**Exercise prompt:**
Restate word for word the lines of the material below, from the line with "f.write_str(self.label())" to the line with "pub enum SectionKind", both lines included, and no others.

**Available data:**
*** Block opens ***

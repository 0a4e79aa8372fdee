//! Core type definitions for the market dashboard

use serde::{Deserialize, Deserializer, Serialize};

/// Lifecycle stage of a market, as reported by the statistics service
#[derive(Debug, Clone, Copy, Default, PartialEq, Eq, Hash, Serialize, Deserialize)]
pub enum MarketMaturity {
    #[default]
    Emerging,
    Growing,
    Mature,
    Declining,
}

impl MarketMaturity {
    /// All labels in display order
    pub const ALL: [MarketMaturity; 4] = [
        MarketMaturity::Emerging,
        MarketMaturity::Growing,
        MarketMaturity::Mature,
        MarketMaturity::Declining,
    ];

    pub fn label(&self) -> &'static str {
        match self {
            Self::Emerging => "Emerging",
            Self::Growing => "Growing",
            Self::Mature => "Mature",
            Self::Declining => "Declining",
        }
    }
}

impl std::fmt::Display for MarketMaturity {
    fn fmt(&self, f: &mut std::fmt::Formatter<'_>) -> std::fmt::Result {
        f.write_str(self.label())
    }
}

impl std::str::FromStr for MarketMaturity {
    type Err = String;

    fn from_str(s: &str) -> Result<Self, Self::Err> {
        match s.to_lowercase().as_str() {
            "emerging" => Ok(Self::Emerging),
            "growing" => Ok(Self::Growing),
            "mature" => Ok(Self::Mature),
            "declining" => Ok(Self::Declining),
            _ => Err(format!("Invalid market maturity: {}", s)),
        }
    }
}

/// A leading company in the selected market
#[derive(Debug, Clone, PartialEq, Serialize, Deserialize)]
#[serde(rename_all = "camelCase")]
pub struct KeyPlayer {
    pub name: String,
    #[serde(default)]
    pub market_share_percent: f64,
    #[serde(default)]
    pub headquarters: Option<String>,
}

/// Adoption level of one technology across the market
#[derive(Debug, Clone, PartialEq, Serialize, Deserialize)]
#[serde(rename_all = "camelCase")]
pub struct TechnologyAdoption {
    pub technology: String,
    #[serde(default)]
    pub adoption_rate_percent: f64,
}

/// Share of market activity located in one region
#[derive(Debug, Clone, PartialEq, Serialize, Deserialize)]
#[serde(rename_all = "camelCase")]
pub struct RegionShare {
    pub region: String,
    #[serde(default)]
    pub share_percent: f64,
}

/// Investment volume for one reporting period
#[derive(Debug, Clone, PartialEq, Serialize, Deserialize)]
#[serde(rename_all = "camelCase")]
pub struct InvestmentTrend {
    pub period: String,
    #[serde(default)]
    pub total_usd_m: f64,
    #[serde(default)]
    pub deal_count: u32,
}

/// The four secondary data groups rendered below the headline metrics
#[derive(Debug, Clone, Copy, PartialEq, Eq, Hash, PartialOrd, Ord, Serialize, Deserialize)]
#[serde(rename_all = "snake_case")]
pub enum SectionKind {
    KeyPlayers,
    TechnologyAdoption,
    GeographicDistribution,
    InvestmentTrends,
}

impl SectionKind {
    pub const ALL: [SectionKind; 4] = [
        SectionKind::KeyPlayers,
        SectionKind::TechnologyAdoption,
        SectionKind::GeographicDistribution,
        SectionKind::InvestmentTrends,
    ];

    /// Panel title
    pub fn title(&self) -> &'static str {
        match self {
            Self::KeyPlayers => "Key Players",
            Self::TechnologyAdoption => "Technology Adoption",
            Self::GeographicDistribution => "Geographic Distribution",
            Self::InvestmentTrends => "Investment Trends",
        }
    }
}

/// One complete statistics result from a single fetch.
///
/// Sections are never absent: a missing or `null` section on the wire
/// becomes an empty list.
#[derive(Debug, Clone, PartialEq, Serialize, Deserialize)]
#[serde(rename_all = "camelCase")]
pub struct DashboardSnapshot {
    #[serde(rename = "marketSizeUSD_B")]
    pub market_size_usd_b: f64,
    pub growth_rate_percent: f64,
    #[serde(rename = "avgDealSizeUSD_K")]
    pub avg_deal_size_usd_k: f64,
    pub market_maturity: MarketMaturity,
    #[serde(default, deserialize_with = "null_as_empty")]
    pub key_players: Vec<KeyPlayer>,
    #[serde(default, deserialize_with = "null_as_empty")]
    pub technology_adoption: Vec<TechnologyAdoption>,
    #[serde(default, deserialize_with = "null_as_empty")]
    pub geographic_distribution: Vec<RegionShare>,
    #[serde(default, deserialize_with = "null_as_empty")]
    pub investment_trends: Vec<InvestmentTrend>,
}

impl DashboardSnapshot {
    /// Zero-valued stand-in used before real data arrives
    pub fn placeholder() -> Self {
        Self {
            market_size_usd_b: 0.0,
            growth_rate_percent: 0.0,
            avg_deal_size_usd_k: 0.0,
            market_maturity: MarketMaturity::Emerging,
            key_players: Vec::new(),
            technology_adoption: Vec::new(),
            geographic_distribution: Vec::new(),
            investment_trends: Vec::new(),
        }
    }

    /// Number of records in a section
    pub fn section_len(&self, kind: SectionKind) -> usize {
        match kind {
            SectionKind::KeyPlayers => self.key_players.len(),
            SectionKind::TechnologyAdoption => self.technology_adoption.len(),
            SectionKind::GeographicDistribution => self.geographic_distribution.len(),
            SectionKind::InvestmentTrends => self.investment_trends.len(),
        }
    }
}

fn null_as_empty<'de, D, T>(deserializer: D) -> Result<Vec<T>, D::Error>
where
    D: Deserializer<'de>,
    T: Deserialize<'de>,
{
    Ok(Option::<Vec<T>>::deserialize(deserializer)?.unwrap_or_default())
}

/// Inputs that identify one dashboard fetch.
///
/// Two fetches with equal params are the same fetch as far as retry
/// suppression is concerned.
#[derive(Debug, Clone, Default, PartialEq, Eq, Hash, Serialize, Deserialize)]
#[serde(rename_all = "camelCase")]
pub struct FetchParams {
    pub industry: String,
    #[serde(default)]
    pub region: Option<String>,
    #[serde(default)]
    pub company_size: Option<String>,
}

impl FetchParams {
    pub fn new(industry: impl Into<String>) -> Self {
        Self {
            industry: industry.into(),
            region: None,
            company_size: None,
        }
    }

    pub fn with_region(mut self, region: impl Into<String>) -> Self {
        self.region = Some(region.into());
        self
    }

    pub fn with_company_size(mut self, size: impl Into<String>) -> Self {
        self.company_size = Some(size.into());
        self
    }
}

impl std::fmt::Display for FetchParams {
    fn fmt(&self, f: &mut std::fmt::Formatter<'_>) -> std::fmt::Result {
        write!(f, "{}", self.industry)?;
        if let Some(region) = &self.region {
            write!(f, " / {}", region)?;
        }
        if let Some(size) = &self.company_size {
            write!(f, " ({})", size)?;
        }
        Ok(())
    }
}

*** Block closes ***
*** Block opens ***

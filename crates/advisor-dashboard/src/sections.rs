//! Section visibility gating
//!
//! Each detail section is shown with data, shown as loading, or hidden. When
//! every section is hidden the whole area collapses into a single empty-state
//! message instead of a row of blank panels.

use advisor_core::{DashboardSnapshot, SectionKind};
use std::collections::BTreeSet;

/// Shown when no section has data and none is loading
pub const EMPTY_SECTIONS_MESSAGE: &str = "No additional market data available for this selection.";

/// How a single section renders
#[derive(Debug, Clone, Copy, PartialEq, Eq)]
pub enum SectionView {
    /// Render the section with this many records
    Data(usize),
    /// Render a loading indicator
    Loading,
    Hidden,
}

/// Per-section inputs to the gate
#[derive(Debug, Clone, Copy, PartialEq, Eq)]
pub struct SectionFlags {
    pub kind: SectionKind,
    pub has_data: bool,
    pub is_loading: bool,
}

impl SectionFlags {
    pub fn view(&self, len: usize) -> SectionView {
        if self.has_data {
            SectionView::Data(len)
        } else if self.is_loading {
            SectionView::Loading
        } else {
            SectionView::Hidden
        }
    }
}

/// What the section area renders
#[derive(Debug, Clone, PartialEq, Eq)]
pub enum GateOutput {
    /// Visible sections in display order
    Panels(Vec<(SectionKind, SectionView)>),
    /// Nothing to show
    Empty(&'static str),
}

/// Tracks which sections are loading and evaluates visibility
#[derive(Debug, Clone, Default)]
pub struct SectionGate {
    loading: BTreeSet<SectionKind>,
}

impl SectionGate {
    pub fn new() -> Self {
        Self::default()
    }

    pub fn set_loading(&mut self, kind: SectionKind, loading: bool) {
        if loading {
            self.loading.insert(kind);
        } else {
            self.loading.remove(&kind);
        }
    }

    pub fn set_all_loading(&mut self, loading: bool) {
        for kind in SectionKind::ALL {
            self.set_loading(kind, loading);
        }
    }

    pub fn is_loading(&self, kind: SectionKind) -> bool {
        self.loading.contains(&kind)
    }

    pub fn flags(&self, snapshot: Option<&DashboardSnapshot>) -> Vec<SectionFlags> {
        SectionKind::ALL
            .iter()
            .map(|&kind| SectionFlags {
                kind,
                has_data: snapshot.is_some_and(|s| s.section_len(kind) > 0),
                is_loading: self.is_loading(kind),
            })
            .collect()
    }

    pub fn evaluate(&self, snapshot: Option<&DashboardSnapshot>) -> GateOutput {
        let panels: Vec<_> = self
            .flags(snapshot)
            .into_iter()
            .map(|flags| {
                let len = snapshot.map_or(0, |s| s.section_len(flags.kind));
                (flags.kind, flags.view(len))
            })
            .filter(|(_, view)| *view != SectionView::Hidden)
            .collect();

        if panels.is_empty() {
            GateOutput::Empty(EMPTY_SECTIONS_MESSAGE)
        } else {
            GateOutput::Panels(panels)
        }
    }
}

*** Block closes ***
*** Block opens ***

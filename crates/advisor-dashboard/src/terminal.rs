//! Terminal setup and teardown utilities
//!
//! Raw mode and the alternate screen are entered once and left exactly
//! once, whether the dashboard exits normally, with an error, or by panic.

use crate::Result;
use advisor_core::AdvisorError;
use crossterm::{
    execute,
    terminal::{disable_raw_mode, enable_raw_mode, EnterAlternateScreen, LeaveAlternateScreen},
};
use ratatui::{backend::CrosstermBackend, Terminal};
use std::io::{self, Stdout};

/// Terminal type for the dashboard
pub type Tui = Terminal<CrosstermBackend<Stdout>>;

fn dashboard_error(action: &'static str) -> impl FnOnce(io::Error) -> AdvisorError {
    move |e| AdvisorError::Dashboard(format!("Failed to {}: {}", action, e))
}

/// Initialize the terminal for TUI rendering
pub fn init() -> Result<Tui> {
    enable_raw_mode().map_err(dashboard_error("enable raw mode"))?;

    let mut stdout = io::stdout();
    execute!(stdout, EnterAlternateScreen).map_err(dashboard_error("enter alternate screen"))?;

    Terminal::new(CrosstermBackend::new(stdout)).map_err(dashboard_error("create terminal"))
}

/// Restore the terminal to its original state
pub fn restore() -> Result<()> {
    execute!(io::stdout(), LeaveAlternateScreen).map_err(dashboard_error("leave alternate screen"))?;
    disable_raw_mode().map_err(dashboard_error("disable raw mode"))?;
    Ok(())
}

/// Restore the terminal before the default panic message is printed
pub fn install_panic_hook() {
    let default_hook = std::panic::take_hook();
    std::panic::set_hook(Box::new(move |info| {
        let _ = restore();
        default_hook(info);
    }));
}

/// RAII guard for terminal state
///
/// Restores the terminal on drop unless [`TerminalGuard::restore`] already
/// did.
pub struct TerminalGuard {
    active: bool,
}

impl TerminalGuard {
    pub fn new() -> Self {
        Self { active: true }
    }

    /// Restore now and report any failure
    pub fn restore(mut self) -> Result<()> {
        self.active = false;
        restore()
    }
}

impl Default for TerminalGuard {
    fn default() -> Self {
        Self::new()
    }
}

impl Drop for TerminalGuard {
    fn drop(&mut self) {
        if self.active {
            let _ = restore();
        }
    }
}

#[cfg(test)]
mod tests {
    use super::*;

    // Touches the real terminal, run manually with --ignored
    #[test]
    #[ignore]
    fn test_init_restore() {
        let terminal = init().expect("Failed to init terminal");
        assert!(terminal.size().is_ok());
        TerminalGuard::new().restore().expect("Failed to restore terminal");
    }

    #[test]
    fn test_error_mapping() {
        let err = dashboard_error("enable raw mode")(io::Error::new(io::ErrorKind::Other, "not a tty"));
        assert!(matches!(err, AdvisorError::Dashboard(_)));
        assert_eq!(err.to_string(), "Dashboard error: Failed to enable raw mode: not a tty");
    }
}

*** Block closes ***

**Solution:**
        f.write_str(self.label())
    }
}

impl std::str::FromStr for MarketMaturity {
    type Err = String;

    fn from_str(s: &str) -> Result<Self, Self::Err> {
        match s.to_lowercase().as_str() {
            "emerging" => Ok(Self::Emerging),
            "growing" => Ok(Self::Growing),
            "mature" => Ok(Self::Mature),
            "declining" => Ok(Self::Declining),
            _ => Err(format!("Invalid market maturity: {}", s)),
        }
    }
}

/// A leading company in the selected market
#[derive(Debug, Clone, PartialEq, Serialize, Deserialize)]
#[serde(rename_all = "camelCase")]
pub struct KeyPlayer {
    pub name: String,
    #[serde(default)]
    pub market_share_percent: f64,
    #[serde(default)]
    pub headquarters: Option<String>,
}

/// Adoption level of one technology across the market
#[derive(Debug, Clone, PartialEq, Serialize, Deserialize)]
#[serde(rename_all = "camelCase")]
pub struct TechnologyAdoption {
    pub technology: String,
    #[serde(default)]
    pub adoption_rate_percent: f64,
}

/// Share of market activity located in one region
#[derive(Debug, Clone, PartialEq, Serialize, Deserialize)]
#[serde(rename_all = "camelCase")]
pub struct RegionShare {
    pub region: String,
    #[serde(default)]
    pub share_percent: f64,
}

/// Investment volume for one reporting period
#[derive(Debug, Clone, PartialEq, Serialize, Deserialize)]
#[serde(rename_all = "camelCase")]
pub struct InvestmentTrend {
    pub period: String,
    #[serde(default)]
    pub total_usd_m: f64,
    #[serde(default)]
    pub deal_count: u32,
}

/// The four secondary data groups rendered below the headline metrics
#[derive(Debug, Clone, Copy, PartialEq, Eq, Hash, PartialOrd, Ord, Serialize, Deserialize)]
#[serde(rename_all = "snake_case")]
pub enum SectionKind {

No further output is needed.